*Goal of the exercise*: In the entries that follow, how many lines contain the word "RawEdge"? Answer with the number only.

Dataset entries:
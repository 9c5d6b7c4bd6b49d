//! Terminal rendering of lists, history and the commit graph.

use std::fmt::Write as _;

use comfy_table::{presets::UTF8_FULL, Cell, ContentArrangement, Table};

use branchview_core::graph::{CommitGraph, EdgeKind, GraphModel, NodeKind, ParentKind};
use branchview_core::models::{Branch, Commit, Identity, Repository};

use crate::style;

fn table(header: Vec<&str>) -> Table {
    let mut table = Table::new();
    table.load_preset(UTF8_FULL);
    table.set_content_arrangement(ContentArrangement::Dynamic);
    table.set_header(header);
    table
}

pub fn identities(items: &[Identity], selected: Option<i64>) -> Table {
    let mut t = table(vec!["", "ID", "Name"]);
    for i in items {
        t.add_row(vec![
            Cell::new(style::selected_marker(selected == Some(i.id))),
            Cell::new(i.id),
            Cell::new(&i.display_name),
        ]);
    }
    t
}

pub fn repositories(items: &[Repository], selected: Option<i64>) -> Table {
    let mut t = table(vec!["", "ID", "Name"]);
    for r in items {
        t.add_row(vec![
            Cell::new(style::selected_marker(selected == Some(r.id))),
            Cell::new(r.id),
            Cell::new(&r.name),
        ]);
    }
    t
}

pub fn branches(items: &[Branch], selected: Option<i64>) -> Table {
    let mut t = table(vec!["", "ID", "Name", "Head"]);
    for b in items {
        let head = b
            .head_commit_id
            .map(|id| id.to_string())
            .unwrap_or_else(|| "(empty)".to_string());
        t.add_row(vec![
            Cell::new(style::selected_marker(selected == Some(b.id))),
            Cell::new(b.id),
            Cell::new(&b.name),
            Cell::new(head),
        ]);
    }
    t
}

pub fn history(commits: &[Commit]) -> Table {
    let mut t = table(vec!["ID", "Message", "Author", "Parents", "Created"]);
    for c in commits {
        let parents: Vec<String> = [c.parent_commit_id, c.parent_commit_id_2]
            .iter()
            .flatten()
            .map(|p| p.to_string())
            .collect();
        let created = c
            .created_at_utc()
            .map(|ts| ts.format("%Y-%m-%d %H:%M").to_string())
            .or_else(|| c.created_at.clone())
            .unwrap_or_default();
        let message = if c.is_merge() {
            format!("{} (merge)", c.message)
        } else {
            c.message.clone()
        };
        t.add_row(vec![
            Cell::new(c.id),
            Cell::new(message),
            Cell::new(c.author_id),
            Cell::new(parents.join(", ")),
            Cell::new(created),
        ]);
    }
    t
}

/// Plain-text listing of the graph, one level per block, top to bottom.
pub fn graph(model: &GraphModel) -> String {
    let Some(graph) = model.as_graph() else {
        return style::dim("(no commits yet)");
    };

    let mut nodes: Vec<_> = graph.nodes.iter().collect();
    nodes.sort_by_key(|n| (n.level, n.kind == NodeKind::BranchPointer, n.id.clone()));

    let mut out = String::new();
    for node in nodes {
        let indent = "  ".repeat(node.level);
        let label = node.label.replace('\n', " ");
        match node.kind {
            NodeKind::BranchPointer => {
                let head = graph
                    .head_of(&node.id)
                    .map(|h| format!("-> {}", h.id))
                    .unwrap_or_else(|| "(empty)".to_string());
                let _ = writeln!(out, "{}{} {}", indent, style::branch(&label), head);
            }
            NodeKind::Commit => {
                let parents: Vec<&str> = graph
                    .parents_of(&node.id)
                    .iter()
                    .map(|p| p.id.as_str())
                    .collect();
                let merge = if graph.is_merge_commit(&node.id) { " [merge]" } else { "" };
                let _ = writeln!(
                    out,
                    "{}{} {}{} {}",
                    indent,
                    node.id,
                    label,
                    merge,
                    style::dim(&format!("parents: {}", parents.join(", ")))
                );
            }
        }
    }
    out
}

/// Graphviz rendering of the model, using the model's colours.
pub fn dot(model: &GraphModel) -> String {
    let mut out = String::from("digraph commits {\n  rankdir=TB;\n");
    if let Some(graph) = model.as_graph() {
        write_dot_body(&mut out, graph);
    }
    out.push_str("}\n");
    out
}

fn write_dot_body(out: &mut String, graph: &CommitGraph) {
    for node in &graph.nodes {
        let shape = match node.kind {
            NodeKind::BranchPointer => "ellipse",
            NodeKind::Commit => "box",
        };
        let _ = writeln!(
            out,
            "  \"{}\" [label=\"{}\", shape={}, style=filled, fillcolor=\"{}\", color=\"{}\"];",
            escape(&node.id),
            escape(&node.label),
            shape,
            node.style.background,
            node.style.border,
        );
    }
    for edge in &graph.edges {
        let mut attrs = vec![format!("color=\"{}\"", edge.style.color)];
        if edge.style.dashed {
            attrs.push("style=dashed".into());
        }
        if edge.kind == EdgeKind::ParentLink(ParentKind::Merge) {
            attrs.push("penwidth=2".into());
        }
        if let Some(label) = &edge.label {
            attrs.push(format!("label=\"{}\"", escape(label)));
        }
        let _ = writeln!(
            out,
            "  \"{}\" -> \"{}\" [{}];",
            escape(&edge.from),
            escape(&edge.to),
            attrs.join(", ")
        );
    }
}

fn escape(text: &str) -> String {
    text.replace('\\', "\\\\")
        .replace('"', "\\\"")
        .replace('\n', "\\n")
}

#[cfg(test)]
mod tests {
    use super::*;
    use branchview_core::graph::{GraphModelBuilder, RawEdge, RawGraph, RawId, RawNode};

    fn sample() -> GraphModel {
        let raw = RawGraph {
            nodes: Some(vec![
                RawNode {
                    id: RawId::Number(1),
                    label: Some("say \"hi\"".into()),
                    branch: None,
                    shape: None,
                },
                RawNode {
                    id: "branch-1".into(),
                    label: Some("main".into()),
                    branch: None,
                    shape: Some("ellipse".into()),
                },
            ]),
            edges: Some(vec![RawEdge {
                from: "branch-1".into(),
                to: RawId::Number(1),
                label: Some("main".into()),
                dashes: None,
            }]),
            error: None,
        };
        GraphModelBuilder::build(&raw)
    }

    #[test]
    fn test_dot_output() {
        let dot = dot(&sample());
        assert!(dot.starts_with("digraph commits {"));
        assert!(dot.contains("\"branch-1\" -> \"1\""));
        assert!(dot.contains("shape=ellipse"));
        assert!(dot.contains("say \\\"hi\\\""));
        assert!(dot.trim_end().ends_with('}'));
    }

    #[test]
    fn test_empty_graph_placeholder() {
        assert!(graph(&GraphModel::Empty).contains("no commits"));
        assert_eq!(dot(&GraphModel::Empty), "digraph commits {\n  rankdir=TB;\n}\n");
    }

    #[test]
    fn test_escape() {
        assert_eq!(escape("a\nb"), "a\\nb");
        assert_eq!(escape("\\"), "\\\\");
    }
}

*Reply to the task*: 2